DATA FOR THIS TASK:
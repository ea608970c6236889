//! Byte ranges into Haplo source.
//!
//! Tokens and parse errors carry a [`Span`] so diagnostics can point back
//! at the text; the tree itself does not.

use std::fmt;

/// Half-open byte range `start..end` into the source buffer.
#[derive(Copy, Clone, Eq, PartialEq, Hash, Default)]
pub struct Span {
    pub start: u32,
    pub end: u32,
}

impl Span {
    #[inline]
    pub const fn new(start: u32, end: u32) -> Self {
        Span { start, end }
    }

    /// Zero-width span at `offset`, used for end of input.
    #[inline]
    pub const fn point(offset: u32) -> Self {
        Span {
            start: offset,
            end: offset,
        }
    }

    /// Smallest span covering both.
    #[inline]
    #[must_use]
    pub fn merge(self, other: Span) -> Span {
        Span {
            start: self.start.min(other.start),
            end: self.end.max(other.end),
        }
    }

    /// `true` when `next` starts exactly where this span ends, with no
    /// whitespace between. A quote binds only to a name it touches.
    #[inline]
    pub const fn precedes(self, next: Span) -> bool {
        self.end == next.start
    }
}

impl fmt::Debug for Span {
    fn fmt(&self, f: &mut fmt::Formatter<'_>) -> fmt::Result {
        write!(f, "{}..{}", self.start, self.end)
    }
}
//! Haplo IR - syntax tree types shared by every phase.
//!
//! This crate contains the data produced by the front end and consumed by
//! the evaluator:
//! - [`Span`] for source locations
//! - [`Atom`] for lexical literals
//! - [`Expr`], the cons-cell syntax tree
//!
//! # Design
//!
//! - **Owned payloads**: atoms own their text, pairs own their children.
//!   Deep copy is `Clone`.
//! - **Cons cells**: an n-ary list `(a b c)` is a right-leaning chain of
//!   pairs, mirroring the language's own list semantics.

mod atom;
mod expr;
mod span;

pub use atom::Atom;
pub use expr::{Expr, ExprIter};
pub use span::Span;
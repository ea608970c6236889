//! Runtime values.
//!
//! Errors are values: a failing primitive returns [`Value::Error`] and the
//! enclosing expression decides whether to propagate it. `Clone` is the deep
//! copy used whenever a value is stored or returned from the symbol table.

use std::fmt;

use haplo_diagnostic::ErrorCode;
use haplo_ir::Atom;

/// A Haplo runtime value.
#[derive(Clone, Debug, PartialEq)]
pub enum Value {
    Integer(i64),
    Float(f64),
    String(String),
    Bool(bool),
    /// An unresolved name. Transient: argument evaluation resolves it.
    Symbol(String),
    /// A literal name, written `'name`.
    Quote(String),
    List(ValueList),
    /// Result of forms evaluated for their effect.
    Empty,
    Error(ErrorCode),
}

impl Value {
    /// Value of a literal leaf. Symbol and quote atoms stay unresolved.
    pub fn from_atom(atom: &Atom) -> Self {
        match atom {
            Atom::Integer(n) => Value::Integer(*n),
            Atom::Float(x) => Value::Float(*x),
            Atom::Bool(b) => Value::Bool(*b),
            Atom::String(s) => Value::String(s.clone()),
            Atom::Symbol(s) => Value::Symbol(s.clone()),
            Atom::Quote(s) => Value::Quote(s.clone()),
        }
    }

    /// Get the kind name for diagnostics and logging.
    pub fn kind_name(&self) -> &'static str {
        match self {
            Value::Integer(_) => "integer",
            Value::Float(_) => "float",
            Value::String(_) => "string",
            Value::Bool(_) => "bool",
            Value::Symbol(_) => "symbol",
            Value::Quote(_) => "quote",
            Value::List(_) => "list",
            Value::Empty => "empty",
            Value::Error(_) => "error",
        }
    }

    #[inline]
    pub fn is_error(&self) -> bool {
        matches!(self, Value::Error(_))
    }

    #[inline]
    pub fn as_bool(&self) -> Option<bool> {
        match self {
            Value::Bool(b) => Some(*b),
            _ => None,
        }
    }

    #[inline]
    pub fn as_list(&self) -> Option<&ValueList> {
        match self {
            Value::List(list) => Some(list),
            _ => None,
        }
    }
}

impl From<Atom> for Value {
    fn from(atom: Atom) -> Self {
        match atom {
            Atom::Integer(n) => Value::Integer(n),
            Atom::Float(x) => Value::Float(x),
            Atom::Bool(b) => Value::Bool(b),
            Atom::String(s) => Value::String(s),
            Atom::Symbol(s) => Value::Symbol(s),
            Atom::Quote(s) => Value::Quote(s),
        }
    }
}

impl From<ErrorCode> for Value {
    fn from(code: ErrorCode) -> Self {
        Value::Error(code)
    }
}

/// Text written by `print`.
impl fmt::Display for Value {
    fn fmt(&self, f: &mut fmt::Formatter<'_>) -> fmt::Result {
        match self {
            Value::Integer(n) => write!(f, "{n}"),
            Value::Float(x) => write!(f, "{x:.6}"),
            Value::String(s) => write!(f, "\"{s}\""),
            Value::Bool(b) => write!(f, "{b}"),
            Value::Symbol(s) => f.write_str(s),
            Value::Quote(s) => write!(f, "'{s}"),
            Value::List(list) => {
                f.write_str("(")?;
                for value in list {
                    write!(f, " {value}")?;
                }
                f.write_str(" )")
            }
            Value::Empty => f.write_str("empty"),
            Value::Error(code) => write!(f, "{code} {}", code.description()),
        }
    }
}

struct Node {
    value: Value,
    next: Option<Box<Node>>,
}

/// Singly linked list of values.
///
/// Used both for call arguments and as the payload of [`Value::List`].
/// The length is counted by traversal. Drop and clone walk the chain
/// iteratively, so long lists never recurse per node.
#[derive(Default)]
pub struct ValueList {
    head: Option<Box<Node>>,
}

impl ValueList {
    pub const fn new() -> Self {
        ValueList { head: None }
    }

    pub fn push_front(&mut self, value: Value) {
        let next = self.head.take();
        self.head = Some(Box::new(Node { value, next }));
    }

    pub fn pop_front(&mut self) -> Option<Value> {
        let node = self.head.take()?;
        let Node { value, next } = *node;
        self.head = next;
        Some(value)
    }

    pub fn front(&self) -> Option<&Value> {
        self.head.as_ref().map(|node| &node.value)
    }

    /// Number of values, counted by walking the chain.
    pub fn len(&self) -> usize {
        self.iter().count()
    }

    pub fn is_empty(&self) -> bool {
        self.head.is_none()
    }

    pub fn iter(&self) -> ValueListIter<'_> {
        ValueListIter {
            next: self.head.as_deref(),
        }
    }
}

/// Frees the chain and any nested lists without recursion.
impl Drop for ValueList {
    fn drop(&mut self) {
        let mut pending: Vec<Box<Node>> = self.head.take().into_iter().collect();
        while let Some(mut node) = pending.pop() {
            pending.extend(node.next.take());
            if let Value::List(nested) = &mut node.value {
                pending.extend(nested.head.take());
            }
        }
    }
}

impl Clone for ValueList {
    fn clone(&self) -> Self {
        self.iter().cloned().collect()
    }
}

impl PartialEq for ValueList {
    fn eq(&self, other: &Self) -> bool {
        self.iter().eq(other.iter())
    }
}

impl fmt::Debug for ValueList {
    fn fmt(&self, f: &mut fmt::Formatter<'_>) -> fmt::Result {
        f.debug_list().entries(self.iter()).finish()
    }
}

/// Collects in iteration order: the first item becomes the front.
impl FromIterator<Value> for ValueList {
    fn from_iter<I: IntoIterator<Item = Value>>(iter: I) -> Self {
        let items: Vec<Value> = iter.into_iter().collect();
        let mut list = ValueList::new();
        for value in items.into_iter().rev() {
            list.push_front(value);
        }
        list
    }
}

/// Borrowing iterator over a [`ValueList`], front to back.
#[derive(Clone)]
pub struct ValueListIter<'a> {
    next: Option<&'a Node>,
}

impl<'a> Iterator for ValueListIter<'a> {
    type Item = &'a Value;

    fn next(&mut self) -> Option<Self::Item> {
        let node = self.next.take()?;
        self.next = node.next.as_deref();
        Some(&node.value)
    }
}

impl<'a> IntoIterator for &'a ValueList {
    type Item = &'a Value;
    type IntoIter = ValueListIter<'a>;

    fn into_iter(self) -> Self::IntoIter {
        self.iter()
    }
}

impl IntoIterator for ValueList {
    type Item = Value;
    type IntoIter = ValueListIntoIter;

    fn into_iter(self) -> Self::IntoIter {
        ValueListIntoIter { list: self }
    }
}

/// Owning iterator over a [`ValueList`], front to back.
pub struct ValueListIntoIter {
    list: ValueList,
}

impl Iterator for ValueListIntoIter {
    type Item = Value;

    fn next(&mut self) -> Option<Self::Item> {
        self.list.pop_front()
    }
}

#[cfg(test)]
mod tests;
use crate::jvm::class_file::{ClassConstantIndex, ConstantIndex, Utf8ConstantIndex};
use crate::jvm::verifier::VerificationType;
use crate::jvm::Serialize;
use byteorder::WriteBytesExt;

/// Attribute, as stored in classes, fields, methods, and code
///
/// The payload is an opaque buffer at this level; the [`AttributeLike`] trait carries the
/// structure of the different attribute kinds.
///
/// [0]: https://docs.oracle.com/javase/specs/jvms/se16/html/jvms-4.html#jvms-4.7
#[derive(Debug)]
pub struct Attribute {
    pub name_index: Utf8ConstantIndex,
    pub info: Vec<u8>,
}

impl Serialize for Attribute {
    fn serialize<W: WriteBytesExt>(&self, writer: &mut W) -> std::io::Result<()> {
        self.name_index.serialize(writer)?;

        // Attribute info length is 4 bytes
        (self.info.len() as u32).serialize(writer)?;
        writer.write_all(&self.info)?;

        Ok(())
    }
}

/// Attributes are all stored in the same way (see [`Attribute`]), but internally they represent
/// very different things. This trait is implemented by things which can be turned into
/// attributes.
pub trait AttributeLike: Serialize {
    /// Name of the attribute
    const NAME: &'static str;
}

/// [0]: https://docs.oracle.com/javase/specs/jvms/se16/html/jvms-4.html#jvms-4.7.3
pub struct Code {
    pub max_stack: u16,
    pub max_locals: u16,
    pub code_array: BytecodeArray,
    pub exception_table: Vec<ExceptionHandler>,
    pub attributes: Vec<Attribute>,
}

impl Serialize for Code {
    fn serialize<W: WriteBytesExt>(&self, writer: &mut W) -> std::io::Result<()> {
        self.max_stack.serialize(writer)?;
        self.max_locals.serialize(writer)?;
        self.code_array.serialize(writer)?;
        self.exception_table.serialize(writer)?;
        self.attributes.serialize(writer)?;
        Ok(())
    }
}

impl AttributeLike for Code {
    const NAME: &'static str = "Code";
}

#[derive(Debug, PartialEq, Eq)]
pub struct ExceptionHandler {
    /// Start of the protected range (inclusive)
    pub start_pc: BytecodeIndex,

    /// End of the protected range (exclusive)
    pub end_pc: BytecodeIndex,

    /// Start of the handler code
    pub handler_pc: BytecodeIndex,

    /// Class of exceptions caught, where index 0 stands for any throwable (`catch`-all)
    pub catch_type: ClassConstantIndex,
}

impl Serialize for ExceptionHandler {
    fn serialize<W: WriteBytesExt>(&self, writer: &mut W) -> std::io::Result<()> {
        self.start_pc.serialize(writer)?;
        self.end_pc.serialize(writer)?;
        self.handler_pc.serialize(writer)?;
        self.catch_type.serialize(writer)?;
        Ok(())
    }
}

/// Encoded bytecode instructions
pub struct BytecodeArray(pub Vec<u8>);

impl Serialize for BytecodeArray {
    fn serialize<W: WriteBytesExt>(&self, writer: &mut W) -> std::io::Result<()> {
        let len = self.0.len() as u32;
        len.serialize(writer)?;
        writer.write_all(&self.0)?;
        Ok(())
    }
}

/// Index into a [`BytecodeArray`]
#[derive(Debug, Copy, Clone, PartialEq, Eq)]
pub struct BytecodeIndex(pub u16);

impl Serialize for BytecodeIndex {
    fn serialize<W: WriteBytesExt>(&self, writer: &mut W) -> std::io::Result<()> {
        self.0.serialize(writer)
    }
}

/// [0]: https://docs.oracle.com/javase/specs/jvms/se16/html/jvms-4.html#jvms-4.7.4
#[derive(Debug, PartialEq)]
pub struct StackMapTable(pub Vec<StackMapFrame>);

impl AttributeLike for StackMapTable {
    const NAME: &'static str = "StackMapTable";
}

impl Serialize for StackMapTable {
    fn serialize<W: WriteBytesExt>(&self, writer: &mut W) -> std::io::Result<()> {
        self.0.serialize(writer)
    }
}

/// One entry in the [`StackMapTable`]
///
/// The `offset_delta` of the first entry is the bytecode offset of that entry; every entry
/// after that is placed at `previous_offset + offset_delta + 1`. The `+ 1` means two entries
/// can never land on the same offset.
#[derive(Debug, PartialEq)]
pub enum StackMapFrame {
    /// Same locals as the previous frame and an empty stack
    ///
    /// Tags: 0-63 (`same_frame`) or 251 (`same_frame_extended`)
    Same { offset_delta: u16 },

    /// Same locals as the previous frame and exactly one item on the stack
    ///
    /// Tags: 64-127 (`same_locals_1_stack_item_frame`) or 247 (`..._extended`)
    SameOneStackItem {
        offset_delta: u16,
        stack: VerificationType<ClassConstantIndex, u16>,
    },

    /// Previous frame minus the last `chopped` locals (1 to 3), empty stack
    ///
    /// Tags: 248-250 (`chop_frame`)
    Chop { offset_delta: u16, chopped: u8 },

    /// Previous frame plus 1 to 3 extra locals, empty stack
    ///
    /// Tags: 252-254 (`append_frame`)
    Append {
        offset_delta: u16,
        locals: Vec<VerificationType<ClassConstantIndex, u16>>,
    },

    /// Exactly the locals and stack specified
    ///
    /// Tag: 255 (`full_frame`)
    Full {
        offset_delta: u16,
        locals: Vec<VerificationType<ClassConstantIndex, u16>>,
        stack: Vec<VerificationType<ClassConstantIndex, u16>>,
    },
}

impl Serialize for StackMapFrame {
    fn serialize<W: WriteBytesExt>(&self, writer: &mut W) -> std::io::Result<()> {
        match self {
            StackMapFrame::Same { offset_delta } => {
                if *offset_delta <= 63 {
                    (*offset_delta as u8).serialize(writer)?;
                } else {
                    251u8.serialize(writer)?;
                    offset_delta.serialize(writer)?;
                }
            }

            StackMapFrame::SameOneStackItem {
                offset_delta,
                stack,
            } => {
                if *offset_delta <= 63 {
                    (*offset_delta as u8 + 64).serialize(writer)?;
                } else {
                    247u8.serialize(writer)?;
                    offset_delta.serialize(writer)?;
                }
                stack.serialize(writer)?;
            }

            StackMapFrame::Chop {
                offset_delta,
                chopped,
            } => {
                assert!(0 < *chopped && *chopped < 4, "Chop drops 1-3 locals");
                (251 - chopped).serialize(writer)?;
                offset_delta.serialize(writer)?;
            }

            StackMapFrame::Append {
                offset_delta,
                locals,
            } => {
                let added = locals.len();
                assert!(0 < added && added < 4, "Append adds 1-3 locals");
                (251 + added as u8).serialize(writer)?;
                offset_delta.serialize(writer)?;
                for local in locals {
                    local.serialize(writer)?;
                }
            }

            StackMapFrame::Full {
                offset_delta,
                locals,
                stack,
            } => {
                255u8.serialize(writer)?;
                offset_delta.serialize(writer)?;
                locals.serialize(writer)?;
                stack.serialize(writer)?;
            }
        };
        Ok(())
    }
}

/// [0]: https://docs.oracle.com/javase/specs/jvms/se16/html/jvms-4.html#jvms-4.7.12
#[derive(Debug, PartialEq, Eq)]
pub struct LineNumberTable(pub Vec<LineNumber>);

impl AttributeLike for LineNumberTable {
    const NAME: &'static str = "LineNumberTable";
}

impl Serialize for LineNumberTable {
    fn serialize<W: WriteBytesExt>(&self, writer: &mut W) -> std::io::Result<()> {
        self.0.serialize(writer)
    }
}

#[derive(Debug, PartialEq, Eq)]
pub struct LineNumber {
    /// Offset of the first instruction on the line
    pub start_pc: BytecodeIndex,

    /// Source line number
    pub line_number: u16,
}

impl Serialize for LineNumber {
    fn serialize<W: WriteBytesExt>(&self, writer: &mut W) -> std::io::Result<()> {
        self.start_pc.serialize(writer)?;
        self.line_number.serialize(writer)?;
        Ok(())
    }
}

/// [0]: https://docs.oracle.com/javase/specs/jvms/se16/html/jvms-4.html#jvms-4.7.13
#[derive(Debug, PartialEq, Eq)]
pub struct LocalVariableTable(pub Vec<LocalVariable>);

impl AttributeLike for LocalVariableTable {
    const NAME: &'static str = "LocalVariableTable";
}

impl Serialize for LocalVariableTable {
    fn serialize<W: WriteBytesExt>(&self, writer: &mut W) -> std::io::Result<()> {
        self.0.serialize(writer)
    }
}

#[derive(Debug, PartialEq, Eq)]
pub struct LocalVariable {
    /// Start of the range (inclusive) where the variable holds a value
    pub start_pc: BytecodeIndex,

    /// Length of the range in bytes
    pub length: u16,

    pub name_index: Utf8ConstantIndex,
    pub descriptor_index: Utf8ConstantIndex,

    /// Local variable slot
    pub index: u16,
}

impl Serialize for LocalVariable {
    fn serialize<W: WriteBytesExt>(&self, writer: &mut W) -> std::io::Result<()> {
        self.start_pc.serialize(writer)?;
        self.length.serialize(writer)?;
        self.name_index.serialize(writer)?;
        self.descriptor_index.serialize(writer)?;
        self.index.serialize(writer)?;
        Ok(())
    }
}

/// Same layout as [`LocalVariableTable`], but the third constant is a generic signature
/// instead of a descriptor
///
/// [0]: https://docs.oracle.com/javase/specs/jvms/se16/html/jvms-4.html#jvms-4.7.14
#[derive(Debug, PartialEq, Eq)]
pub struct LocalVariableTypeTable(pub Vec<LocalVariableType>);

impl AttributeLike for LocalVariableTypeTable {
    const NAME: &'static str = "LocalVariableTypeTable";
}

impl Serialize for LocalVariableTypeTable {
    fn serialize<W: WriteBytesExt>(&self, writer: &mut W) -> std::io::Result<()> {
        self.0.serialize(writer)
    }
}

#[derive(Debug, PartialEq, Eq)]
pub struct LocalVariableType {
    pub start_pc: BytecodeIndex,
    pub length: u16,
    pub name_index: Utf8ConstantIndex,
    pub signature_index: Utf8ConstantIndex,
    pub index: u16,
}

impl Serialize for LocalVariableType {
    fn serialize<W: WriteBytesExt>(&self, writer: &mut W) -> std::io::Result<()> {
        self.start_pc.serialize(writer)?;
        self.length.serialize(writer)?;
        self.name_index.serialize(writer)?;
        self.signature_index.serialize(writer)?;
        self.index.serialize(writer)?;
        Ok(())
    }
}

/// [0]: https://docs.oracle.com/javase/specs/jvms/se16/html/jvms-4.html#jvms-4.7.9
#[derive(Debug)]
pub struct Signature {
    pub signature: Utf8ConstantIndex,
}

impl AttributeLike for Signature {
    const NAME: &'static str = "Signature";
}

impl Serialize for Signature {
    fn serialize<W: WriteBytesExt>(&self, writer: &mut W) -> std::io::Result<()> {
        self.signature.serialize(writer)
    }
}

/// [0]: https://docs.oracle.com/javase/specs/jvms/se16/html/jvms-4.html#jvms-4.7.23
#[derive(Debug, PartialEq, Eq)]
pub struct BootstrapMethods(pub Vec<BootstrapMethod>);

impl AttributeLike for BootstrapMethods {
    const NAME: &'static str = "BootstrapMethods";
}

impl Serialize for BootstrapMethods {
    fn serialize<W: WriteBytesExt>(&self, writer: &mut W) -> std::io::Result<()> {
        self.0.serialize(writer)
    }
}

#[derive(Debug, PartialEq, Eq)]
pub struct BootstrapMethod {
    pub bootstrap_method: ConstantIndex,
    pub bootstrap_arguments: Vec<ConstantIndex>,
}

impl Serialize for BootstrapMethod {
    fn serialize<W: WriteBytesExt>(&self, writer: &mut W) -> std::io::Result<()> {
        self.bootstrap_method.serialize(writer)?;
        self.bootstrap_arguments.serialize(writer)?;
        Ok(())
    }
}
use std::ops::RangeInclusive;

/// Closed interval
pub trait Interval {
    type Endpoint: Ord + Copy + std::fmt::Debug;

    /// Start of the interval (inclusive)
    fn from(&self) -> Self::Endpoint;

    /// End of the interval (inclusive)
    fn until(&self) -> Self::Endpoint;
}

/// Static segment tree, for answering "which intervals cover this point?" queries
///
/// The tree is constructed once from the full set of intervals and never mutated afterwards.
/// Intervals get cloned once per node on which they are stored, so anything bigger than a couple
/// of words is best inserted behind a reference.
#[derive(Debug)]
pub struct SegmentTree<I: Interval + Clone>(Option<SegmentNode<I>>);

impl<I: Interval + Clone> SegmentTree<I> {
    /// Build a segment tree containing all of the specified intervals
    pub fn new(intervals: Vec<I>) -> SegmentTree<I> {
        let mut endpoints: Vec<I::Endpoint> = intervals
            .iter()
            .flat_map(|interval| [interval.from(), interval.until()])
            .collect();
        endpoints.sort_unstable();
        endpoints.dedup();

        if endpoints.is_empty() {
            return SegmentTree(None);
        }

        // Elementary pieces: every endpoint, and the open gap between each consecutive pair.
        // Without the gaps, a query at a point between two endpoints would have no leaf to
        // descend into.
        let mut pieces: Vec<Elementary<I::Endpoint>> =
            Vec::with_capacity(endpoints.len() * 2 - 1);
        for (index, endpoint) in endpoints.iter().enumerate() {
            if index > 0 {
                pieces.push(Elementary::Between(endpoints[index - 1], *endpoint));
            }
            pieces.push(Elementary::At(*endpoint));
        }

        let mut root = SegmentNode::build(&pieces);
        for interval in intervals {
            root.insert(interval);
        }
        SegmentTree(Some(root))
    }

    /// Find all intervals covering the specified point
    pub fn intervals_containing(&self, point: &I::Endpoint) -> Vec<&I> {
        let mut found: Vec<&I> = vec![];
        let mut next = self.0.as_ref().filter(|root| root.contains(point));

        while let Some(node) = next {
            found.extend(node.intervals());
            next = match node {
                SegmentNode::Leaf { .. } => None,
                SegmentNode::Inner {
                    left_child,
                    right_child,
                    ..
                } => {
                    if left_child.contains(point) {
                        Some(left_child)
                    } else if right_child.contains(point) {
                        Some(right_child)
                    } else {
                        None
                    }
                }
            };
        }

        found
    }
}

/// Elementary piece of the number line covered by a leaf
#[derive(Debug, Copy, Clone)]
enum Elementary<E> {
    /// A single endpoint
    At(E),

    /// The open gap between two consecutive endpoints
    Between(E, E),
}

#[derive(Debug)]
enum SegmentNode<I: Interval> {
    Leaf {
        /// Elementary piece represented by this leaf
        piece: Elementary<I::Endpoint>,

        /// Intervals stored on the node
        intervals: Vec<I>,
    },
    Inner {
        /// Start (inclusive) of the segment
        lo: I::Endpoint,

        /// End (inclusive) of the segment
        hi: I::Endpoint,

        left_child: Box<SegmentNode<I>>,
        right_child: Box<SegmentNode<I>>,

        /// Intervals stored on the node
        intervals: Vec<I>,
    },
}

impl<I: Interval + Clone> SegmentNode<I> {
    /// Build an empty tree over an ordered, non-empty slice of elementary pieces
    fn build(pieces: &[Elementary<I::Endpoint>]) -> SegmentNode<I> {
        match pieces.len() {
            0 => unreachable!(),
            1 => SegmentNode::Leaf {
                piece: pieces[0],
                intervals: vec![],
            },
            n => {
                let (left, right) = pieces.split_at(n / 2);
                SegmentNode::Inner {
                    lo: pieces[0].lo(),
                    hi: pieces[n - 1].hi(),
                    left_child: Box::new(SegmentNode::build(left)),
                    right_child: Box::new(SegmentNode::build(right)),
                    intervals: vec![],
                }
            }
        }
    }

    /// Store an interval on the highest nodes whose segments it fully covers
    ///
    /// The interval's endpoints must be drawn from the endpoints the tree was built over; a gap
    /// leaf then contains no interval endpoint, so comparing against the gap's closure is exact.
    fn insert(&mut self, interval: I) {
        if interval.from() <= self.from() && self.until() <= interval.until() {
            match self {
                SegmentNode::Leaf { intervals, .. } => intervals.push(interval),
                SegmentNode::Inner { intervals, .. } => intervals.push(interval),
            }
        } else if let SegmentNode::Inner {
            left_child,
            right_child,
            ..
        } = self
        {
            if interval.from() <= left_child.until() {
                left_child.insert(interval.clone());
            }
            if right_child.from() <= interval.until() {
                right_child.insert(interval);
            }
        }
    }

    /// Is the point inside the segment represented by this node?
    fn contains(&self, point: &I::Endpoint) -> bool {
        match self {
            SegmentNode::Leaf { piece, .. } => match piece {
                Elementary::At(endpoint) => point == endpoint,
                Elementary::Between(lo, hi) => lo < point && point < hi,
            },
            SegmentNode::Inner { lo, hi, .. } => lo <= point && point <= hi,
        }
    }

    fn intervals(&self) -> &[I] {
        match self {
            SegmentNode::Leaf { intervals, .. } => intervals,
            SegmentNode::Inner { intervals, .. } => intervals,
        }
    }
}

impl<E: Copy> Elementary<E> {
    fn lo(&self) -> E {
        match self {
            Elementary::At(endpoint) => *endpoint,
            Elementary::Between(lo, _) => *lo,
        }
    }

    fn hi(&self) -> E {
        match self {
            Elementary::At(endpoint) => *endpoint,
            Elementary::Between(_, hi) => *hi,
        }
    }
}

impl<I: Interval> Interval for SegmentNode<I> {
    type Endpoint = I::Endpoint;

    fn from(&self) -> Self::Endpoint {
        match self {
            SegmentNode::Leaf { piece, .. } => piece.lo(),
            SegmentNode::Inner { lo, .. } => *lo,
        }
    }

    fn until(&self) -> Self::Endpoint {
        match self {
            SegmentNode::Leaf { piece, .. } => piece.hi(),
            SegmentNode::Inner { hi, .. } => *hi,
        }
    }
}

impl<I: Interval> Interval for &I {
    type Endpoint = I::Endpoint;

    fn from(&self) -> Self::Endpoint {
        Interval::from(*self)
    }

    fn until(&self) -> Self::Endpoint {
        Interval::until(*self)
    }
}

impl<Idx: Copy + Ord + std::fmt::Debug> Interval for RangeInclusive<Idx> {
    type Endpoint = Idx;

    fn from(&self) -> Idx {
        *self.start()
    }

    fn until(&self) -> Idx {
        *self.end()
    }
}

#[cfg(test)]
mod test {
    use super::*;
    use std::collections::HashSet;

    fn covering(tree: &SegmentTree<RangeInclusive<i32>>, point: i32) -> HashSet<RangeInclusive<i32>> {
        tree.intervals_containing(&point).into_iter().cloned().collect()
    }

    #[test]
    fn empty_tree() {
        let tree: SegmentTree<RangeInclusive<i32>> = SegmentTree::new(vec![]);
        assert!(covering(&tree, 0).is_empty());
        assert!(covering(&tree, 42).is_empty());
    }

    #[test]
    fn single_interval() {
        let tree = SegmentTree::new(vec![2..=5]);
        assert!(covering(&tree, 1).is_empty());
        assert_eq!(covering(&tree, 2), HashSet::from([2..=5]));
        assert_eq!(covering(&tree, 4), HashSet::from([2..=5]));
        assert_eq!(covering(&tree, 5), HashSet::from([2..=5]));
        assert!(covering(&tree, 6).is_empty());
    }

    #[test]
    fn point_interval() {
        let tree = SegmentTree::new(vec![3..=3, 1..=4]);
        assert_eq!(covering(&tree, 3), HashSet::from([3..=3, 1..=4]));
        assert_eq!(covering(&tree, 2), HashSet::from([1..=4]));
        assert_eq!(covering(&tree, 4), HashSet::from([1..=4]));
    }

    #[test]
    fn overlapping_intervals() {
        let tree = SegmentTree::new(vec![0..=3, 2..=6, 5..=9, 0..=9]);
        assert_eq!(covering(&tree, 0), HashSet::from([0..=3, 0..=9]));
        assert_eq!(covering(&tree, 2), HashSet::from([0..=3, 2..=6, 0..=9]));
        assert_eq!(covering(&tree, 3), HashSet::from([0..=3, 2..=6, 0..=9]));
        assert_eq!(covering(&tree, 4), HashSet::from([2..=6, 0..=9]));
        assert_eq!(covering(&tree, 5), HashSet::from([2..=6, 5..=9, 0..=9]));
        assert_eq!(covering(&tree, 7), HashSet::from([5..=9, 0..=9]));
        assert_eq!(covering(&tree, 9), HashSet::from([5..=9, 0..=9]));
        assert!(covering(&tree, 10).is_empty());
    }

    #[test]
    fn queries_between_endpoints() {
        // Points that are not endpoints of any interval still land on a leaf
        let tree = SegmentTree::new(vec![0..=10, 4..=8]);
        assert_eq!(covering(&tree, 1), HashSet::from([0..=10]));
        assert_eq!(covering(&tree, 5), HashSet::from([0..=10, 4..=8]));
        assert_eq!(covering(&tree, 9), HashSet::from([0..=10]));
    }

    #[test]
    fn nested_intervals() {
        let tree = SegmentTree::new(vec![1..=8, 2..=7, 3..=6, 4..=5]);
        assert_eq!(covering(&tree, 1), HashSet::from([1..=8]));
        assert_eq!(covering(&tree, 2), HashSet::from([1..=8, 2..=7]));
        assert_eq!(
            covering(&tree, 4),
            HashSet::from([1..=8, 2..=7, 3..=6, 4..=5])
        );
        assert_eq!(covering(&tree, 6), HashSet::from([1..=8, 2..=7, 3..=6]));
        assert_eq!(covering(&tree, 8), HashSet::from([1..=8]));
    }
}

EXERCISE:
Repeat exactly the lines from the first line of the records above through the line containing "end of input.", both included, and nothing else.

SOLUTION TO THIS TASK:
repository ea608970c6236889
//! Byte ranges into Haplo source.
//!
//! Tokens and parse errors carry a [`Span`] so diagnostics can point back
//! at the text; the tree itself does not.

use std::fmt;

/// Half-open byte range `start..end` into the source buffer.
#[derive(Copy, Clone, Eq, PartialEq, Hash, Default)]
pub struct Span {
    pub start: u32,
    pub end: u32,
}

impl Span {
    #[inline]
    pub const fn new(start: u32, end: u32) -> Self {
        Span { start, end }
    }

    /// Zero-width span at `offset`, used for end of input.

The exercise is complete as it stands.